English actor (1937–2020)

Derek James Fowlds (2 September 1937 – 17 January 2020) was an English actor. He played "Mr Derek" in The Basil Brush Show (1969–1973), Bernard Woolley in the sitcom Yes Minister (1980–1984) and its sequel, Yes, Prime Minister (1986–1988), and Sgt Oscar Blaketon in Heartbeat (1992–2010).

==Early life==
Derek James Fowlds was born on 2 September 1937 in Wandsworth, London, the son of Ketha Muriel (née Treacher) and James Witney Fowlds, a salesman. In early life he and his mother and sister went to live in Berkhamsted in Hertfordshire, at his maternal grandmother's home. There Fowlds attended Ashlyns School, a secondary modern school. After leaving school aged 15, Fowlds worked at a printer's firm as an apprentice and, as his National Service, spent two years in the RAF as a wireless operator.

==Career==
After success in amateur acting, his teacher encouraged him to take it up as a career and Fowlds won a scholarship to RADA in 1958.

Fowlds made his debut on the West End stage in The Miracle Worker. He appeared in various film roles, including Tamahine (1963), East of Sudan (1964), Hotel Paradiso (1966), Frankenstein Created Woman (1967), The Smashing Bird I Used to Know (1969), Tower of Evil (1972) and Mistress Pamela (1974), before becoming familiar to British television child viewers as "Mr. Derek" in the popular British children's series The Basil Brush Show for four series, replacing Rodney Bewes as presenter.
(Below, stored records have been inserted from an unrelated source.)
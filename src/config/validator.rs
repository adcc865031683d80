use thiserror::Error;

use crate::config::Settings;

#[derive(Debug, Error)]
pub enum SettingsError {
    #[error("Missing required field: {0}")]
    MissingField(String),

    #[error("Invalid value for {field}: {reason}")]
    InvalidValue { field: String, reason: String },
}

pub struct SettingsValidator;

impl SettingsValidator {
    pub fn validate(settings: &Settings) -> Result<(), Vec<SettingsError>> {
        let mut errors = Vec::new();
        let forms = &settings.forms;

        if forms.page_size == 0 {
            errors.push(SettingsError::InvalidValue {
                field: "forms.page_size".to_string(),
                reason: "Page size must be greater than 0".to_string(),
            });
        }

        if forms.debounce_ms > 5_000 {
            errors.push(SettingsError::InvalidValue {
                field: "forms.debounce_ms".to_string(),
                reason: format!("{}ms would make search feel unresponsive", forms.debounce_ms),
            });
        }

        if forms.textarea_max_length == 0 {
            errors.push(SettingsError::InvalidValue {
                field: "forms.textarea_max_length".to_string(),
                reason: "Must be greater than 0".to_string(),
            });
        }

        if forms.max_image_size == 0 {
            errors.push(SettingsError::InvalidValue {
                field: "forms.max_image_size".to_string(),
                reason: "Must be greater than 0".to_string(),
            });
        }

        if forms.allowed_image_types.is_empty() {
            errors.push(SettingsError::MissingField(
                "forms.allowed_image_types".to_string(),
            ));
        }
        for (idx, mime) in forms.allowed_image_types.iter().enumerate() {
            if !mime.starts_with("image/") {
                errors.push(SettingsError::InvalidValue {
                    field: format!("forms.allowed_image_types[{}]", idx),
                    reason: format!("'{}' is not an image MIME type", mime),
                });
            }
        }

        if let Some(dir) = &settings.schemas_dir {
            if dir.trim().is_empty() {
                errors.push(SettingsError::MissingField("schemas_dir".to_string()));
            }
        }

        if errors.is_empty() {
            Ok(())
        } else {
            Err(errors)
        }
    }
}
Fowlds played Lord Randolph Churchill in the ATV series Edward the Seventh (1975). In Yes Minister and its sequel Yes, Prime Minister he played the naïve and callow Bernard Woolley alongside Paul Eddington's Jim Hacker and Nigel Hawthorne's Sir Humphrey Appleby.

From 1983 to 1985, Fowlds played the lead role in the sitcom Affairs of the Heart. He had a more sinister role in the 1990 political thriller Die Kinder. Fowlds then played curmudgeonly Oscar Blaketon in the long-running Yorkshire Television police drama nostalgia series Heartbeat for its entire 18-year run beginning in 1992. The character first appeared as the local police sergeant, then retired from the force (due to Oscar's ill health) and ran the post office before becoming a publican.

==Personal life==
Fowlds married, and later divorced, Wendy Tory. He later married Blue Peter presenter and dancer Lesley Judd. They divorced in 1978. His partner of 36 years, Jo Lindsay, died in 2012. He was the father of two sons, including the actor Jeremy Fowlds. His autobiography, A Part Worth Playing, written with Michael Sellers, was published in 2015 by Fantom Publishing.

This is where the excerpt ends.